▶ _RECORDS FOR THE EXERCISE_
use std::sync::Arc;

use serde_json::Value;
use tracing::{debug, error, info};

use crate::api::TravelApi;
use crate::conversation::ConversationState;
use crate::errors::Result;
use crate::models::{Message, MessagePatch, MessageStatus, ToolCallChunk};
use crate::stream::{StreamHandler, StreamingSession, ToolCallAccumulator};

/// Free-form chat over the streaming endpoint.
#[derive(Clone)]
pub struct ChatSession {
    api: Arc<dyn TravelApi>,
    session: StreamingSession,
    conversation: ConversationState,
}

/// Writes one streamed reply into its assistant message.
struct ReplyWriter {
    conversation: ConversationState,
    message_id: String,
    activity: Vec<String>,
    tool_calls: ToolCallAccumulator,
}

impl ReplyWriter {
    fn log_activity(&mut self, line: String) {
        self.activity.push(line);
        self.conversation
            .update_message(&self.message_id, MessagePatch::default().with_collapsible(self.activity.join("\n")));
    }
}

impl StreamHandler for ReplyWriter {
    fn on_token(&mut self, content: &str) {
        self.conversation.append_content(&self.message_id, content);
    }

    fn on_tool_call_chunk(&mut self, chunk: &ToolCallChunk) {
        self.tool_calls.push(chunk);
    }

    fn on_tool_start(&mut self, name: &str, input: &Value) {
        debug!(tool = name, input = %input, "Tool started");
        self.log_activity(format!("Using {name}…"));
    }

    fn on_tool_end(&mut self, name: &str) {
        debug!(tool = name, "Tool finished");
    }

    fn on_error(&mut self, message: &str) {
        error!("Chat stream error: {message}");
        self.log_activity(format!("Error: {message}"));
        self.conversation
            .update_message(&self.message_id, MessagePatch::status(MessageStatus::Error));
    }

    fn on_end(&mut self) {
        let tool_calls = std::mem::take(&mut self.tool_calls).finish();
        let patch = MessagePatch {
            tool_calls: (!tool_calls.is_empty()).then_some(tool_calls),
            ..MessagePatch::status(MessageStatus::Success)
        };
        self.conversation.update_message(&self.message_id, patch);
        self.conversation.set_loading(false);
    }
}

impl ChatSession {
    pub fn new(api: Arc<dyn TravelApi>, conversation: ConversationState) -> Self {
        let session = StreamingSession::new(Arc::clone(&api));
        Self { api, session, conversation }
    }

    pub fn conversation(&self) -> &ConversationState {
        &self.conversation
    }

    /// Sends `text` and streams the reply into a new assistant message,
    /// returning that message's id. Blank input, or input while a reply is
    /// still streaming, is ignored.
    pub async fn send(&self, text: &str) -> Option<String> {
        if text.trim().is_empty() {
            return None;
        }
        if self.conversation.is_loading() {
            debug!("Reply still streaming, ignoring input");
            return None;
        }

        self.conversation.add_message(Message::user(text));
        let history = self.conversation.history();

        let reply = Message::assistant("").with_status(MessageStatus::Loading);
        let message_id = self.conversation.add_message(reply);
        self.conversation.set_loading(true);

        let mut writer = ReplyWriter {
            conversation: self.conversation.clone(),
            message_id: message_id.clone(),
            activity: Vec::new(),
            tool_calls: ToolCallAccumulator::default(),
        };
        self.session.stream(history, &mut writer).await;
        info!(message_id = %message_id, "Chat reply finished");
        Some(message_id)
    }

    /// Asks the backend to summarize the conversation so far.
    pub async fn summarize(&self) -> Result<String> {
        self.api.chat_summary(&self.conversation.history()).await
    }
}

▶ _EXERCISE DIRECTIONS_
Only the lines from the beginning of the entries through the line bearing "fn on_tool_end(&mut self, name: &str)" should be returned, each exactly as written.

▶ _WORKED SOLUTION_
use std::sync::Arc;

use serde_json::Value;
use tracing::{debug, error, info};

use crate::api::TravelApi;
use crate::conversation::ConversationState;
use crate::errors::Result;
use crate::models::{Message, MessagePatch, MessageStatus, ToolCallChunk};
use crate::stream::{StreamHandler, StreamingSession, ToolCallAccumulator};

/// Free-form chat over the streaming endpoint.
#[derive(Clone)]
pub struct ChatSession {
    api: Arc<dyn TravelApi>,
    session: StreamingSession,
    conversation: ConversationState,
}

/// Writes one streamed reply into its assistant message.
struct ReplyWriter {
    conversation: ConversationState,
    message_id: String,
    activity: Vec<String>,
    tool_calls: ToolCallAccumulator,
}

impl ReplyWriter {
    fn log_activity(&mut self, line: String) {
        self.activity.push(line);
        self.conversation
            .update_message(&self.message_id, MessagePatch::default().with_collapsible(self.activity.join("\n")));
    }
}

impl StreamHandler for ReplyWriter {
    fn on_token(&mut self, content: &str) {
        self.conversation.append_content(&self.message_id, content);
    }

    fn on_tool_call_chunk(&mut self, chunk: &ToolCallChunk) {
        self.tool_calls.push(chunk);
    }

    fn on_tool_start(&mut self, name: &str, input: &Value) {
        debug!(tool = name, input = %input, "Tool started");
        self.log_activity(format!("Using {name}…"));
    }

    fn on_tool_end(&mut self, name: &str) {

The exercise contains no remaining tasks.